Whale sanctuary projects receive a wave of support

Orcas, also known as Killer Whales, swim in and around Puget Sound with the Seattle skyline in the background. (Credit: NOAA)

An effort to create the world’s first whale and dolphin rehabilitation sanctuary is moving forward, but now the hard part begins.

Today marked the official launch of the Whale Sanctuary Project, a non-profit organization that aims to identify and build a refuge for whales, porpoises and dolphins that have been removed from entertainment facilities or rescued from a injury or disease in nature.

Munchkin Inc., a California-based baby products company, made an initial contribution of $ 200,000 to begin researching potential sites for a seaside sanctuary and to develop a strategic plan for the first phase of the operation. Another million dollars has been pledged to complete the shrine once the site is selected.

“Munchkin has long favored a natural coastal ocean sanctuary as an alternative to keeping killer whales in captivity, so we look forward to supporting the Whale Sanctuary Project’s efforts in favor of cetaceans removed from the entertainment industry,” said the founder and Munchkin CEO Steven Dunn. A declaration. “We are not only dedicated to these majestic mammals, but also to helping parents and children understand what they can do to help orcas and others live the rest of their lives happily and safely. “

A decision on the site could be made within six to nine months, according to the project’s outreach coordinator, Michael Mountain. Coastal regions of Washington State and British Columbia are among the locations studied, along with Maine and Nova Scotia on the east coast. Once a site is selected, Mountain said it could take another 18 months or more to prepare the sanctuary for its first resident, depending on funding.

Marine mammals regularly pass through protected waters such as the Monterey Bay National Marine Sanctuary, but the Whale Sanctuary Project would create dedicated spaces, using nets or “marine pens,” to contain cetaceans that cannot survive in the sea. nature. For more than 20 years, Washington-based Orca Network has proposed to create such a sanctuary at Eastsound on Orcas Island in the San Juans.
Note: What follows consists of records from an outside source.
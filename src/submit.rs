//! Transaction submission: fee policy, pool insertion and hash return.

use alloy_consensus::transaction::SignerRecoverable;
use alloy_consensus::TxEnvelope;
use alloy_eips::eip2718::Decodable2718;
use alloy_primitives::B256;
use tracing::info;

use crate::error::ApiError;
use crate::pool::TxPool;
use crate::types::RecoveredTx;

const WEI_PER_ETHER: f64 = 1e18;

/// Rejects transactions whose worst-case fee exceeds `cap` ether. A zero cap
/// disables the check.
pub fn check_tx_fee(gas_price: u128, gas: u64, cap: f64) -> Result<(), ApiError> {
    if cap == 0.0 {
        return Ok(());
    }
    let fee = gas_price as f64 * gas as f64 / WEI_PER_ETHER;
    if fee > cap {
        return Err(ApiError::FeeCapExceeded { fee, cap });
    }
    Ok(())
}

/// Decodes EIP-2718 bytes and recovers the sender.
pub fn decode_raw_transaction(raw: &[u8]) -> Result<RecoveredTx, ApiError> {
    if raw.is_empty() {
        return Err(ApiError::InvalidTransaction("empty transaction bytes".to_string()));
    }
    let envelope =
        TxEnvelope::decode_2718_exact(raw).map_err(|err| ApiError::InvalidTransaction(err.to_string()))?;
    let sender = envelope
        .recover_signer()
        .map_err(|err| ApiError::InvalidTransaction(format!("invalid sender: {err}")))?;
    Ok(RecoveredTx::new(envelope, sender))
}

/// Hands a signed transaction to the pool and returns its hash.
pub fn submit_transaction(pool: &dyn TxPool, tx: RecoveredTx, fee_cap: f64) -> Result<B256, ApiError> {
    check_tx_fee(tx.max_fee_per_gas(), tx.gas_limit(), fee_cap)?;

    let hash = tx.hash();
    let from = tx.sender();
    let nonce = tx.nonce();
    let to = tx.to();
    pool.add_local(tx)?;

    match to {
        Some(to) => info!(%hash, %from, nonce, %to, "Submitted transaction"),
        None => info!(
            %hash,
            %from,
            nonce,
            contract = %from.create(nonce),
            "Submitted contract creation"
        ),
    }
    Ok(hash)
}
The best-known case of cetacean rehabilitation involves Keiko, the “Free Willy” (aka Killer Whale) who was released in the late 1990s and eventually returned to her native waters off Iceland. He never fully integrated with wild whales and died of pneumonia in 2003.

Since then, orcas from SeaWorld San Diego have been implicated in three human deaths, adding to the controversy over captive marine mammals. Documentaries like “Blackfish” and “The Cove” have energized the opposition. In March, SeaWorld announced it would stop breeding orcas and eventually phase out their use in shows.

For now, SeaWorld plans to keep the orcas it has in its facilities. However, the organizers of the Whale Sanctuary Project hope that the animals will eventually find refuge in their homes.

“There are sanctuaries for other very social and far-reaching large mammals, including elephants and great apes, but there are none in the world yet for dolphins and whales,” the said. project leader, neuroscientist Lori Marino, in today’s announcement. “Cetacean sanctuary initiatives are long overdue, and we now have the best team of experts possible to ensure optimal quality of life and care for individual cetaceans. “

Marino is the Executive Director of the Kimmela Center for Animal Advocacy. During her time as a researcher at Emory University, she published a series of studies suggesting that dolphins and killer whales have significant cognitive ability.

Munchkin’s money is expected to give the Whale Sanctuary Project a boost, but in a report released today by the journal Science, some experts questioned the project’s success. Shawn Noren, physiologist and killer whale researcher at the University of California, Santa Cruz, said “staggering” challenges lie ahead.

According to some, the cost of establishing the shrine could potentially run into tens of millions of dollars, if not hundreds of millions.

“I would prefer that this money be spent to protect marine areas and conduct basic scientific research,” said Richard Connor, animal behavior specialist at the University of Massachusetts at Dartmouth.